On Tue, May 4, 2021 at 11:07 AM Dan Čermák <dan.cermak(a)cgc-instruments.com>
wrote:
Fabio Valentini <decathorpe(a)gmail.com> writes:
> On Mon, May 3, 2021 at 11:48 PM Dan Čermák
> <dan.cermak(a)cgc-instruments.com> wrote:
>
> An RPM macro to indicate the major clang version would be a much
> cleaner solution.
Agreed here.
You could also try to use the symlink in %{_libdir}/clang/$MAJOR_VERSION
[1]
to require the major version of clang at build time, but not sure if
that's what you want either.
Oh, that part's actually easy, as I've since noticed that recent clang
builds include a Provides for "clang(major) = 12" (or 11, etc...), which
means if I *have* the major version number, I can make the package depend
on that major version.
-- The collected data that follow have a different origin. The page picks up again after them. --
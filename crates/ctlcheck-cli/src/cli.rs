//! Argument parsing: the `ctlcheck` surface is deliberately thin —
//! `scenario list|check|run` plus global `--format`/`--verbose`. This is
//! not a general model-checker front end, only a way to exercise the
//! built-in scenarios.

use clap::{Parser, Subcommand};
use serde::{Deserialize, Serialize};

#[derive(Parser, Debug)]
#[command(name = "ctlcheck")]
#[command(about = "CTL model checker and actor scheduler demo CLI", long_about = None)]
#[command(version = env!("CARGO_PKG_VERSION"))]
pub struct Cli {
    /// Output format: text or json. Overrides `./ctlcheck.toml` if given;
    /// falls back to the config file's default, then `text`, if not.
    #[arg(long, global = true)]
    pub format: Option<OutputFormat>,

    /// Increase log verbosity (trace-level instrumentation from
    /// `ctl-checker` and `actor-sim`).
    #[arg(short, long, global = true)]
    pub verbose: bool,

    #[command(subcommand)]
    pub command: Commands,
}

#[derive(Debug, Clone, Copy, PartialEq, Eq, Serialize, Deserialize)]
#[serde(rename_all = "lowercase")]
pub enum OutputFormat {
    Text,
    Json,
}

impl std::str::FromStr for OutputFormat {
    type Err = String;

    fn from_str(s: &str) -> Result<Self, Self::Err> {
        match s.to_lowercase().as_str() {
            "text" => Ok(OutputFormat::Text),
            "json" => Ok(OutputFormat::Json),
            _ => Err(format!("invalid output format: {}", s)),
        }
    }
}

#[derive(Subcommand, Debug)]
pub enum Commands {
    /// Scenario catalog and evaluation commands.
    Scenario {
        #[command(subcommand)]
        command: ScenarioCommands,
    },
}

#[derive(Subcommand, Debug)]
pub enum ScenarioCommands {
    /// List the built-in scenarios.
    List,
    /// Build a named scenario's Kripke graph and evaluate its stock CTL
    /// formula battery at the initial state.
    Check {
        /// Scenario name, as printed by `scenario list`.
        name: String,
    },
    /// Drive a named actor scenario's scheduler to a terminal outcome.
    Run {
        /// Scenario name, as printed by `scenario list`.
        name: String,
        /// PRNG seed for reproducible step selection. Overrides
        /// `./ctlcheck.toml`'s `seed` if given.
        #[arg(long)]
        seed: Option<u64>,
        /// Step budget before the run is reported as `MaxSteps`.
        /// Overrides `./ctlcheck.toml`'s `max_steps` if given.
        #[arg(long)]
        max_steps: Option<u64>,
    },
}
It's just getting the number that's the trick. The
"clang(major)" provides does not, near as I can figure, do me any good on
that front.
Querying RPM counts as a clever answer to my first question, though, for
sure. Not quite as *convenient* as a /usr/lib/rpm/macros.d/clang.macros
file that exports a %{clang_major_version} RPM variable, but workable
enough when I'm not being lazy, and certainly "good enough" *until*
there's
an rpm-macros-clang package, at least. Thanks!